Coraline (dir/scr: Henry Selick, from the book by Neil Gaiman)
Coraline opens on a rag doll efficiently taken apart by hands of skeletal steel (like Edward Scissorhands but with menacing needles for fingers) and then turned inside out and recreated in the image of the blue-haired heroine Coraline. It’s eerie and tender and weird and sets the perfect tone for the film to come, a gorgeous and imaginative storybook fantasy with nightmare echoes. Think Dr. Seuss by way of Edward Gorey, all executed with the creative flair and painstaking detail that Henry Selick brought to The Nightmare Before Christmas.
Coraline (voiced by Dakota Fanning) is an adolescent with nothing to do in her new home, a creaky old house subdivided into apartments inhabited by eccentric neighbors. Ignored by her busy parents and too proud to play with the goofball boy next door, she spends her days with a curiously lookalike doll she names “Little Me” and her nights going down her own version of Alice’s rabbit hole.
“I’m your Other Mother, silly,” a cheery mommy doppelganger (Teri Hatcher) tells her in the fantastical remake of her world through the hidden door.

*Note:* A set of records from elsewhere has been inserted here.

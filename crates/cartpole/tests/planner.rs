use cartpole::{
    Action, Env, EnvConfig, EpisodeController, FeatureVector, LookaheadPlanner, ScoreWeights, Scorer,
};

const SYMMETRIC: &str = r#"{
    "cart": {"x_position": 0, "y_position": 0, "z_position": 0,
             "x_velocity": 0, "y_velocity": 0, "z_velocity": 0},
    "pole": {"x_quaternion": 0, "y_quaternion": 0, "z_quaternion": 0, "w_quaternion": 1,
             "x_velocity": 0, "y_velocity": 0},
    "blocks": []
}"#;

#[test]
fn symmetric_state_prefers_doing_nothing() -> anyhow::Result<()> {
    let mut env = EpisodeController::new(EnvConfig::default());
    let start = FeatureVector::from_json(SYMMETRIC)?;

    let (action, intermediate) = LookaheadPlanner::default().best_action(&mut env, &start)?;
    assert_eq!(action, Action::Nothing);
    assert_eq!(intermediate.cart.position, glam::DVec3::ZERO);
    Ok(())
}

#[test]
fn only_the_idle_pair_costs_nothing() -> anyhow::Result<()> {
    let mut env = EpisodeController::new(EnvConfig::default());
    let start = FeatureVector::from_json(SYMMETRIC)?;

    let rollouts = LookaheadPlanner::default().evaluate(&mut env, &start)?;
    assert_eq!(rollouts.len(), 25);
    for rollout in &rollouts[..24] {
        assert!(rollout.cost > 0.0, "{} then {} cost nothing", rollout.first, rollout.second);
    }
    assert_eq!(rollouts[24].cost, 0.0);
    Ok(())
}

#[test]
fn planning_twice_gives_identical_answers() -> anyhow::Result<()> {
    let mut env = EpisodeController::new(EnvConfig::default().with_seed(9));
    let start: FeatureVector = env.reset(None)?.into();

    let planner = LookaheadPlanner::new(Scorer::new(ScoreWeights::proximity()));
    let first = planner.best_action(&mut env, &start)?;
    let second = planner.best_action(&mut env, &start)?;
    assert_eq!(first, second);
    Ok(())
}

#[test]
fn leaning_pole_is_caught_by_moving_under_it() -> anyhow::Result<()> {
    let mut env = EpisodeController::new(EnvConfig::default());
    let mut start = FeatureVector::from_json(SYMMETRIC)?;
    // pole leaning towards +x: pitch of a few degrees about y
    let q = physics::orientation::from_euler(0.0, 4.0, 0.0);
    start.pole.orientation = cartpole::feature::PoleOrientationFeatures::Quaternion {
        x_quaternion: q.x,
        y_quaternion: q.y,
        z_quaternion: q.z,
        w_quaternion: q.w,
    };

    let (action, _) = LookaheadPlanner::default().best_action(&mut env, &start)?;
    assert_eq!(action, Action::Left);
    Ok(())
}

#[test]
fn walls_feed_the_corner_term() -> anyhow::Result<()> {
    let mut env = EpisodeController::new(EnvConfig::default().with_seed(3));
    let first = env.reset(None)?;

    let mut planner = LookaheadPlanner::new(Scorer::new(ScoreWeights::proximity()));
    assert!(!planner.scorer().has_walls());
    if let Some(walls) = &first.walls {
        planner.scorer_mut().observe_walls(walls);
    }
    assert!(planner.scorer().has_walls());
    let (action, _) = planner.best_action(&mut env, &first.into())?;
    assert!(Action::ALL.contains(&action));
    Ok(())
}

Everyone is more fun and attentive, everything is yummier, every day is a sunny play date. And everyone has buttons for eyes, which is more than a little disturbing.
Coraline is classic fairy tale stuff, the story of a girl who escapes boredom and parents too busy to pay attention to her through a fantasy world where everything is better, brighter, tastier and more fun, fun, fun. But all this wish fulfillment is a facade that sags and decays over time, literally rotting over the shadowy reality under it, or stretched into an unsettling parody of itself as the monstrous creature underneath pokes and pushes through.
Coraline, a marvelously willful, doll-like moppet in blue hair, is given the body language of a budding drama queen and the delight of a little girl by Selick and his crew. They create a world to match, stuffed with delights, secrets and distinctive personality. In one scene, a misty morning fog feels almost alive, and the kids stroll through it as if walking on clouds.
It’s also the first (in the words of the press notes) “high definition stop-motion animated feature to be filmed in stereoscopic 3-D,” and it is a fantastical and imaginative use of the process. Give credit to director Henry Selick for getting the obligatory “spear into the audience” shot (in this case, a massive sewing needle jabbing into our faces) out of the way in the opening credits and dedicating the rest of the film to more interesting and playful and unexpected 3D effects. Stop-motion animation has a solidity not always felt in computer animation and it gives this film a distinctive presence and the 3D process more weight and substance. When Coraline opens the hidden portal behind the wallpaper, the tunnel seems to open up behind the screen, like looking through a tube stretching farther and farther away.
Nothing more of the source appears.